Alcuni affermano che, mentre il nazismo indicava all'esterno il proprio nemico e rivolgeva, quindi, all'esterno le proprie forze distruttive (verso i popoli slavi e gli ebrei in primo luogo), lo stalinismo vedeva il nemico (potente forza di compattezza ideologica) all'interno e lo combatteva dentro i propri confini (ad esempio nello sterminio dei kulaki). Se queste premesse sono vere, allora deriva una differente natura del consenso nei due regimi: spontaneo quello al nazismo da parte dei tedeschi, imposto e formale quello dei russi nei confronti del partito bolscevico, perlomeno fino alla vittoria nella seconda guerra mondiale, sebbene il nazionalsocialismo non abbia goduto sin dall'inizio di un compatto consenso pubblico, e abbia dovuto eliminare gli avversari politici, sia liberali sia comunisti.
Fascismo come totalitarismo
Il fascismo definiva se stesso un sistema politico "totalitario". Nella concezione fascista dello Stato, infatti, l'individuo ha libertà e gode di diritti solo quando è pienamente inserito all'interno del corpo sociale gerarchicamente ordinato dello Stato.
Hannah Arendt, però, lo considera come prettamente "autoritario". Tale interpretazione si basa in gran parte sull'idea di considerare il terrore come "la vera essenza" della forma totalitaria di governo; in tal senso, il regime fascista non può considerarsi "puramente" totalitario in quanto mancò, a differenza di altri regimi quale quello nazista e quello stalinista, uno "sterminio di massa" e un uso costante del "terrore di massa". Mancò inoltre, un completo controllo della comunicazione e dell'informazione.
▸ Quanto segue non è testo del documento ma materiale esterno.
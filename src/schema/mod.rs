pub mod category;
pub mod request;
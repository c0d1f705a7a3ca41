//! Stem-shape predicates for the double-vowel orthography.
//!
//! The paradigm rules dispatch on the final sound of a stem: short vowel,
//! long vowel (a digraph, or the inherently long `e`), or specific final
//! consonants. Everything here is a pure string predicate.

/// Short vowels of the double-vowel orthography.
pub const SHORT_VOWELS: [&str; 3] = ["a", "i", "o"];

/// Long vowels. `e` has no short counterpart and patterns long.
pub const LONG_VOWELS: [&str; 4] = ["aa", "e", "ii", "oo"];

/// True if the stem ends in a long vowel (digraph or `e`).
pub fn ends_in_long_vowel(stem: &str) -> bool {
    LONG_VOWELS.iter().any(|v| stem.ends_with(v))
}

/// True if the stem ends in a short vowel. A digraph final like `aa`
/// also ends in the letter `a`, so long-vowel finals are excluded here.
pub fn ends_in_short_vowel(stem: &str) -> bool {
    SHORT_VOWELS.iter().any(|v| stem.ends_with(v)) && !ends_in_long_vowel(stem)
}

/// True if the stem ends in any vowel, short or long.
pub fn ends_in_vowel(stem: &str) -> bool {
    ends_in_long_vowel(stem) || ends_in_short_vowel(stem)
}

/// The word-initial sound: a leading long-vowel digraph if present,
/// otherwise the first letter. Used by the pronoun-prefix selector to
/// pick an allomorph.
pub fn initial_sound(word: &str) -> Option<&str> {
    if word.is_empty() {
        return None;
    }
    for v in LONG_VOWELS {
        if v.len() > 1 && word.starts_with(v) {
            return Some(&word[..v.len()]);
        }
    }
    let first = word.chars().next()?;
    Some(&word[..first.len_utf8()])
}

#[cfg(test)]
mod tests {
    use super::*;

    #[test]
    fn long_vowel_finals() {
        assert!(ends_in_long_vowel("gisinaa"));
        assert!(ends_in_long_vowel("nibaa"));
        assert!(ends_in_long_vowel("ashange"));
        assert!(ends_in_long_vowel("debisinii"));
        assert!(!ends_in_long_vowel("wiisini"));
        assert!(!ends_in_long_vowel("bakaanad"));
    }

    #[test]
    fn short_vowel_finals() {
        assert!(ends_in_short_vowel("wiisini"));
        assert!(ends_in_short_vowel("ikido"));
        assert!(ends_in_short_vowel("ojibwemo"));
        // Digraph finals are long, not short.
        assert!(!ends_in_short_vowel("gisinaa"));
        assert!(!ends_in_short_vowel("bangishin"));
    }

    #[test]
    fn vowel_finals() {
        assert!(ends_in_vowel("nibaa"));
        assert!(ends_in_vowel("wiisini"));
        assert!(!ends_in_vowel("jiikendam"));
        assert!(!ends_in_vowel("zoogipon"));
    }

    #[test]
    fn initial_sounds() {
        assert_eq!(initial_sound("wiisini"), Some("w"));
        assert_eq!(initial_sound("aabawaa"), Some("aa"));
        assert_eq!(initial_sound("ikido"), Some("i"));
        assert_eq!(initial_sound("ojibwemo"), Some("o"));
        assert_eq!(initial_sound("e-izhichiged"), Some("e"));
        assert_eq!(initial_sound(""), None);
    }
}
Inoltre, sempre secondo questa interpretazione, lo stato autoritario ha limiti prevedibili all'esercizio del potere, ovvero è possibile "vivere tranquilli" e non incorrere nella vendetta dello Stato se si seguono alcune regole di comportamento, e non si fa opera di militanza e propaganda politica, mentre nello stato totalitario i limiti all'esercizio del potere sono mal definiti e incerti.
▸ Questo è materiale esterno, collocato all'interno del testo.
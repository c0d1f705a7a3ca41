//! The conjugation engine: validates a request, classifies the stem, runs
//! the class's rule chain, and resolves the suffix cell.

use thiserror::Error;

use crate::core::classifier::{self, UnclassifiedStem};
use crate::core::lexicon::{ExceptionLexicon, LexiconError};
use crate::core::rules::{self, RuleInput};
use crate::core::suffix_table::{SuffixKey, SuffixTable, TableError};
use crate::core::{vai, vii, vti};
use crate::schema::category::{CategoryTag, Form, Polarity, VerbClass};
use crate::schema::request::{ConjugationRequest, ConjugationResult, RequestError};

#[derive(Debug, Error)]
pub enum ConjugateError {
    #[error(transparent)]
    Request(#[from] RequestError),
    #[error(transparent)]
    Unclassified(#[from] UnclassifiedStem),
    #[error(
        "no {} rule matched stem '{stem}' in the {} {}",
        class.label(), polarity.label(), form.label()
    )]
    NoRuleMatched {
        class: VerbClass,
        form: Form,
        polarity: Polarity,
        stem: String,
    },
    #[error("no suffix cell for {0:?}")]
    MissingSuffix(SuffixKey),
}

/// Errors surfaced while assembling an engine.
#[derive(Debug, Error)]
pub enum BuildError {
    #[error(transparent)]
    Table(#[from] TableError),
    #[error(transparent)]
    Lexicon(#[from] LexiconError),
}

/// The verb conjugation engine. Construction is fallible (the table is
/// validated up front); conjugation afterwards touches no shared state, so
/// a single engine serves any number of callers.
#[derive(Debug, Clone)]
pub struct Conjugator {
    table: SuffixTable,
    exceptions: ExceptionLexicon,
}

impl Conjugator {
    /// An engine over the built-in paradigm data.
    pub fn new() -> Result<Self, BuildError> {
        Self::builder().build()
    }

    pub fn builder() -> ConjugatorBuilder {
        ConjugatorBuilder::default()
    }

    pub fn table(&self) -> &SuffixTable {
        &self.table
    }

    pub fn exceptions(&self) -> &ExceptionLexicon {
        &self.exceptions
    }

    /// Conjugates one request into a (stem, suffix, category) result.
    pub fn conjugate(
        &self,
        request: &ConjugationRequest,
    ) -> Result<ConjugationResult, ConjugateError> {
        request.validate()?;

        let exceptions = self.exceptions.for_class(request.class);
        // Classification runs first so an unrecognized stem reports as a
        // stem problem, not as a rule-chain miss.
        classifier::classify(request.class, &request.stem, exceptions)?;

        let chain = match request.class {
            VerbClass::Vai => vai::rules(request.form, request.polarity),
            VerbClass::Vii => vii::rules(request.form, request.polarity),
            VerbClass::Vti => vti::rules(request.form, request.polarity),
        };
        let input = RuleInput {
            stem: &request.stem,
            pronoun: request.pronoun,
            object: request.object,
            exceptions,
        };
        let (_, outcome) =
            rules::first_match(chain, &input).ok_or_else(|| ConjugateError::NoRuleMatched {
                class: request.class,
                form: request.form,
                polarity: request.polarity,
                stem: request.stem.clone(),
            })?;

        let key = SuffixKey {
            class: request.class,
            form: request.form,
            polarity: request.polarity,
            set: outcome.set,
            pronoun: request.pronoun,
            object: outcome.object_key,
        };
        let suffix = self
            .table
            .get(&key)
            .and_then(|cell| cell.resolve(request.object))
            .ok_or(ConjugateError::MissingSuffix(key))?;

        Ok(ConjugationResult {
            stem: outcome.mutation.stem,
            suffix: suffix.to_string(),
            tag: CategoryTag::of(request.form, request.polarity),
            edit: outcome.mutation.edit,
        })
    }
}

/// Assembles a [`Conjugator`], defaulting any part not injected to the
/// built-in data. The table is validated for full partition coverage
/// before the engine is handed out.
#[derive(Debug, Default)]
pub struct ConjugatorBuilder {
    table: Option<SuffixTable>,
    exceptions: Option<ExceptionLexicon>,
}

impl ConjugatorBuilder {
    pub fn with_table(mut self, table: SuffixTable) -> Self {
        self.table = Some(table);
        self
    }

    pub fn with_exceptions(mut self, exceptions: ExceptionLexicon) -> Self {
        self.exceptions = Some(exceptions);
        self
    }

    pub fn build(self) -> Result<Conjugator, BuildError> {
        let table = match self.table {
            Some(table) => table,
            None => SuffixTable::builtin()?,
        };
        table.validate()?;
        let exceptions = match self.exceptions {
            Some(exceptions) => exceptions,
            None => ExceptionLexicon::builtin()?,
        };
        Ok(Conjugator { table, exceptions })
    }
}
Infine, a sostegno di questa tesi, vi è anche il fatto che il fascismo (a differenza di nazismo e comunismo sovietico) fu obbligato a convivere (spesso anche trovando un comune accordo) con i poteri della Monarchia e della Santa Sede, i quali, nonostante una progressiva erosione dei propri poteri, mantennero la propria autonomia (spesso più formale che sostanziale).